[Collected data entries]

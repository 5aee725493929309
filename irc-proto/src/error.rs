//! Error types for raw IRC line parsing.

use thiserror::Error;

/// Result type alias for parser operations.
pub type Result<T> = std::result::Result<T, ParseError>;

/// Reasons a raw line fails to decompose into prefix / command / params.
#[derive(Debug, Error, Clone, Copy, PartialEq, Eq)]
pub enum ParseError {
    /// Line length would not fit in the parser's 16-bit offsets.
    #[error("line too long to parse ({0} bytes, must be < 65535)")]
    TooLong(usize),
    /// A `:prefix` was started but never terminated by a space.
    #[error("missing space after message prefix")]
    MissingSpaceAfterMsgPrefix,
    /// No valid command token (3-digit numeric or letters-only name) found.
    #[error("missing or malformed command")]
    MissingCommand,
}
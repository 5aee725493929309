//! Command-line interface.

use std::path::PathBuf;

use clap::Parser;

#[derive(Parser, Debug)]
#[command(name = "irc-logger")]
#[command(about = "Maintains a TLS IRC connection and spools channel messages to disk")]
pub struct Cli {
    /// IRC server to connect to, as `host:port`.
    #[arg(long)]
    pub server: String,

    /// Nickname / username to register with.
    #[arg(long)]
    pub user: String,

    /// Channel to join, without the leading `#`.
    #[arg(long)]
    pub channel: String,

    /// Spool directory to write captured messages into.
    #[arg(long)]
    pub dir: PathBuf,

    /// NickServ password to identify with, if any.
    #[arg(long)]
    pub password: Option<String>,

    /// Enable logging to stderr at the specified level (error, warn, info, debug, trace).
    #[arg(long)]
    pub log: Option<tracing::Level>,
}
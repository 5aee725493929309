//! Decomposition of a single raw IRC line into prefix / command / params.

use crate::error::{ParseError, Result};

/// Offsets and a tagged command for one parsed line. All offsets are byte
/// offsets into the original line, chosen to fit a `u16` (the parser
/// rejects any line that wouldn't).
#[derive(Debug, Clone, Copy, PartialEq, Eq)]
pub struct ParsedMessage {
    /// Byte offset of the space terminating `:prefix`, or 0 if there was no
    /// prefix.
    pub prefix_limit: u16,
    /// The command token.
    pub cmd: Command,
    /// Byte offset where the parameter region begins.
    pub params_off: u16,
}

/// A command is either a 3-digit numeric reply code or a letters-only name.
#[derive(Debug, Clone, Copy, PartialEq, Eq)]
pub enum Command {
    /// `start..end` span of an ASCII-letters command name.
    Name { start: u16, end: u16 },
    /// A numeric reply code in `0..=999`.
    Numeric(u16),
}

impl ParsedMessage {
    /// The prefix text (without the leading `:`), if present.
    pub fn prefix<'a>(&self, line: &'a str) -> Option<&'a str> {
        if self.prefix_limit == 0 {
            None
        } else {
            Some(&line[1..self.prefix_limit as usize])
        }
    }

    /// The command name span, if this is a name command (not numeric).
    pub fn command_name<'a>(&self, line: &'a str) -> Option<&'a str> {
        match self.cmd {
            Command::Name { start, end } => Some(&line[start as usize..end as usize]),
            Command::Numeric(_) => None,
        }
    }

    /// An iterator over the space-separated parameters of this message.
    pub fn params<'a>(&self, line: &'a str) -> ParamIter<'a> {
        ParamIter::new(&line[self.params_off as usize..])
    }
}

const MAX_LEN: usize = 65535;

/// Parse one raw line (no trailing CRLF) into prefix / command / params
/// offsets.
pub fn parse_line(line: &str) -> Result<ParsedMessage> {
    if line.len() >= MAX_LEN {
        return Err(ParseError::TooLong(line.len()));
    }
    let bytes = line.as_bytes();

    let (prefix_limit, cmd_start) = if bytes.first() == Some(&b':') {
        match bytes[1..].iter().position(|&b| b == b' ') {
            Some(rel) => {
                let space_at = 1 + rel;
                (space_at as u16, space_at + 1)
            }
            None => return Err(ParseError::MissingSpaceAfterMsgPrefix),
        }
    } else {
        (0u16, 0usize)
    };

    let rest = &bytes[cmd_start..];
    if rest.is_empty() {
        return Err(ParseError::MissingCommand);
    }

    // Numeric: exactly three ASCII digits followed by a space.
    if rest.len() >= 4 && rest[..3].iter().all(u8::is_ascii_digit) && rest[3] == b' ' {
        let code: u16 = line[cmd_start..cmd_start + 3].parse().expect("3 ascii digits");
        let params_off = cmd_start + 4;
        return Ok(ParsedMessage {
            prefix_limit,
            cmd: Command::Numeric(code),
            params_off: params_off as u16,
        });
    }

    // Name: one or more ASCII letters, then a space or end of input.
    let letter_count = rest.iter().take_while(|b| b.is_ascii_alphabetic()).count();
    if letter_count == 0 {
        return Err(ParseError::MissingCommand);
    }
    let name_end = cmd_start + letter_count;
    let params_off = match bytes.get(name_end) {
        Some(&b' ') => name_end + 1,
        None => name_end,
        Some(_) => return Err(ParseError::MissingCommand),
    };

    Ok(ParsedMessage {
        prefix_limit,
        cmd: Command::Name {
            start: cmd_start as u16,
            end: name_end as u16,
        },
        params_off: params_off as u16,
    })
}

/// Iterator over space-separated parameters of the parameter region.
///
/// A token beginning with `:` consumes the remainder of the line verbatim
/// (the IRC "trailing" parameter) and ends iteration. Exhausted iterators
/// keep returning `None`.
pub struct ParamIter<'a> {
    rest: &'a str,
    done: bool,
}

impl<'a> ParamIter<'a> {
    pub fn new(region: &'a str) -> Self {
        ParamIter {
            rest: region,
            done: false,
        }
    }
}

impl<'a> Iterator for ParamIter<'a> {
    type Item = &'a str;

    fn next(&mut self) -> Option<&'a str> {
        if self.done {
            return None;
        }
        let s = self.rest.trim_start_matches(' ');
        if s.is_empty() {
            self.done = true;
            return None;
        }
        if let Some(trailing) = s.strip_prefix(':') {
            self.done = true;
            return Some(trailing);
        }
        match s.find(' ') {
            Some(idx) => {
                self.rest = &s[idx..];
                Some(&s[..idx])
            }
            None => {
                self.done = true;
                Some(s)
            }
        }
    }
}

#[cfg(test)]
mod tests {
    use super::*;
    use assert_matches::assert_matches;

    #[test]
    fn parses_prefixed_name_command() {
        let msg = parse_line(":foo NOTICE ").unwrap();
        assert_eq!(msg.prefix_limit, 4);
        assert_matches!(msg.cmd, Command::Name { start: 5, end: 11 });
        assert_eq!(msg.params_off, 12);
        assert_eq!(msg.prefix(":foo NOTICE "), Some("foo"));
        assert_eq!(msg.command_name(":foo NOTICE "), Some("NOTICE"));
    }

    #[test]
    fn parses_numeric_command() {
        let msg = parse_line("123 ").unwrap();
        assert_eq!(msg.prefix_limit, 0);
        assert_matches!(msg.cmd, Command::Numeric(123));
        assert_eq!(msg.params_off, 4);
    }

    #[test]
    fn name_command_with_no_trailing_params_is_ok() {
        let msg = parse_line("PING").unwrap();
        assert_matches!(msg.cmd, Command::Name { start: 0, end: 4 });
        assert_eq!(msg.params_off, 4);
        assert_eq!(msg.params("PING").next(), None);
    }

    #[test]
    fn empty_input_is_missing_command() {
        assert_matches!(parse_line(""), Err(ParseError::MissingCommand));
    }

    #[test]
    fn prefix_with_no_space_is_fatal() {
        assert_matches!(
            parse_line(":justaprefix"),
            Err(ParseError::MissingSpaceAfterMsgPrefix)
        );
    }

    #[test]
    fn prefix_then_end_is_missing_command() {
        assert_matches!(parse_line(":foo "), Err(ParseError::MissingCommand));
    }

    #[test]
    fn too_long_line_is_rejected() {
        let line = "a".repeat(65535);
        assert_matches!(parse_line(&line), Err(ParseError::TooLong(65535)));
    }

    #[test]
    fn param_iter_trailing_only() {
        let params: Vec<_> = ParamIter::new(":abc def").collect();
        assert_eq!(params, vec!["abc def"]);
    }

    #[test]
    fn param_iter_token_then_trailing() {
        let params: Vec<_> = ParamIter::new("abc :def").collect();
        assert_eq!(params, vec!["abc", "def"]);
    }

    #[test]
    fn param_iter_is_idempotent_past_end() {
        let mut iter = ParamIter::new("one two");
        assert_eq!(iter.next(), Some("one"));
        assert_eq!(iter.next(), Some("two"));
        assert_eq!(iter.next(), None);
        assert_eq!(iter.next(), None);
    }

    #[test]
    fn privmsg_to_me_example() {
        let line = ":nick!user@host PRIVMSG #chan :hello there";
        let msg = parse_line(line).unwrap();
        let target = msg.params(line).next().unwrap();
        assert_eq!(target, "#chan");
        let mut params = msg.params(line);
        params.next();
        assert_eq!(params.next(), Some("hello there"));
    }
}
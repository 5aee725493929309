//! Crash-safe single-message spool writer, and the startup sequence-number
//! recovery scan.

use std::fs;
use std::path::{Path, PathBuf};

use irclog_format::PARTIAL_SUFFIX;

use crate::error::{LoggerError, Result};

pub struct SpoolWriter {
    dir: PathBuf,
    next_seq_num: u32,
}

impl SpoolWriter {
    /// Scan `dir`, deleting leftover `.partial` files from an interrupted
    /// previous run and computing the next sequence number to assign.
    pub fn recover(dir: PathBuf) -> Result<Self> {
        let mut max_seen: Option<u32> = None;

        for entry in fs::read_dir(&dir)? {
            let entry = entry?;
            let name = entry.file_name();
            let name = name.to_string_lossy();

            if name.ends_with(PARTIAL_SUFFIX) {
                fs::remove_file(entry.path())?;
                continue;
            }

            let seq = irclog_format::parse_seq_filename(&name)?;
            max_seen = Some(max_seen.map_or(seq, |m| m.max(seq)));
        }

        let next_seq_num = max_seen.map_or(0, |m| m + 1);
        tracing::info!(next_seq_num, dir = %dir.display(), "spool recovered");
        Ok(SpoolWriter { dir, next_seq_num })
    }

    fn is_empty(&self) -> std::io::Result<bool> {
        Ok(fs::read_dir(&self.dir)?.next().is_none())
    }

    /// Write one message to the spool, returning the sequence number it
    /// was assigned.
    pub fn write(&mut self, timestamp: u64, sender: &str, body: &[u8]) -> Result<u32> {
        if self.next_seq_num != 0 && self.is_empty()? {
            tracing::debug!("spool observed empty, resetting sequence counter to 0");
            self.next_seq_num = 0;
        }

        let seq = self.next_seq_num;
        let contents = irclog_format::format_entry(timestamp, sender, body);

        let partial_path = partial_path(&self.dir, seq);
        fs::write(&partial_path, &contents)?;
        fs::rename(&partial_path, final_path(&self.dir, seq))?;

        self.next_seq_num += 1;
        tracing::debug!(seq, "wrote spool entry");
        Ok(seq)
    }
}

fn partial_path(dir: &Path, seq: u32) -> PathBuf {
    dir.join(format!("{seq}{PARTIAL_SUFFIX}"))
}

fn final_path(dir: &Path, seq: u32) -> PathBuf {
    dir.join(seq.to_string())
}

#[cfg(test)]
mod tests {
    use super::*;
    use tempfile::tempdir;

    #[test]
    fn recovers_empty_dir_to_zero() {
        let dir = tempdir().unwrap();
        let writer = SpoolWriter::recover(dir.path().to_path_buf()).unwrap();
        assert_eq!(writer.next_seq_num, 0);
    }

    #[test]
    fn recovers_next_seq_num_from_existing_files() {
        let dir = tempdir().unwrap();
        fs::write(dir.path().join("0"), b"x").unwrap();
        fs::write(dir.path().join("5"), b"x").unwrap();
        let writer = SpoolWriter::recover(dir.path().to_path_buf()).unwrap();
        assert_eq!(writer.next_seq_num, 6);
    }

    #[test]
    fn removes_leftover_partial_files() {
        let dir = tempdir().unwrap();
        fs::write(dir.path().join("3.partial"), b"x").unwrap();
        SpoolWriter::recover(dir.path().to_path_buf()).unwrap();
        assert!(!dir.path().join("3.partial").exists());
    }

    #[test]
    fn non_numeric_filename_is_fatal() {
        let dir = tempdir().unwrap();
        fs::write(dir.path().join("not-a-number"), b"x").unwrap();
        assert!(SpoolWriter::recover(dir.path().to_path_buf()).is_err());
    }

    #[test]
    fn write_is_atomic_and_increments() {
        let dir = tempdir().unwrap();
        let mut writer = SpoolWriter::recover(dir.path().to_path_buf()).unwrap();
        let seq0 = writer.write(100, "fred", b"hi").unwrap();
        assert_eq!(seq0, 0);
        assert!(!dir.path().join("0.partial").exists());
        assert_eq!(fs::read(dir.path().join("0")).unwrap(), b"100\nfred\nhi");

        let seq1 = writer.write(101, "fred", b"again").unwrap();
        assert_eq!(seq1, 1);
    }

    #[test]
    fn resets_to_zero_once_spool_drained() {
        let dir = tempdir().unwrap();
        let mut writer = SpoolWriter::recover(dir.path().to_path_buf()).unwrap();
        writer.write(1, "a", b"x").unwrap();
        writer.write(2, "a", b"y").unwrap();
        fs::remove_file(dir.path().join("0")).unwrap();
        fs::remove_file(dir.path().join("1")).unwrap();

        let seq = writer.write(3, "a", b"z").unwrap();
        assert_eq!(seq, 0);
    }
}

Task brief ▸ Copy out only the lines of the records above from the one with "decompose into prefix / command / params." through the one with "terminated by a space.", exactly as they stand, both included.

Task result ▸
/// Reasons a raw line fails to decompose into prefix / command / params.
#[derive(Debug, Error, Clone, Copy, PartialEq, Eq)]
pub enum ParseError {
    /// Line length would not fit in the parser's 16-bit offsets.
    #[error("line too long to parse ({0} bytes, must be < 65535)")]
    TooLong(usize),
    /// A `:prefix` was started but never terminated by a space.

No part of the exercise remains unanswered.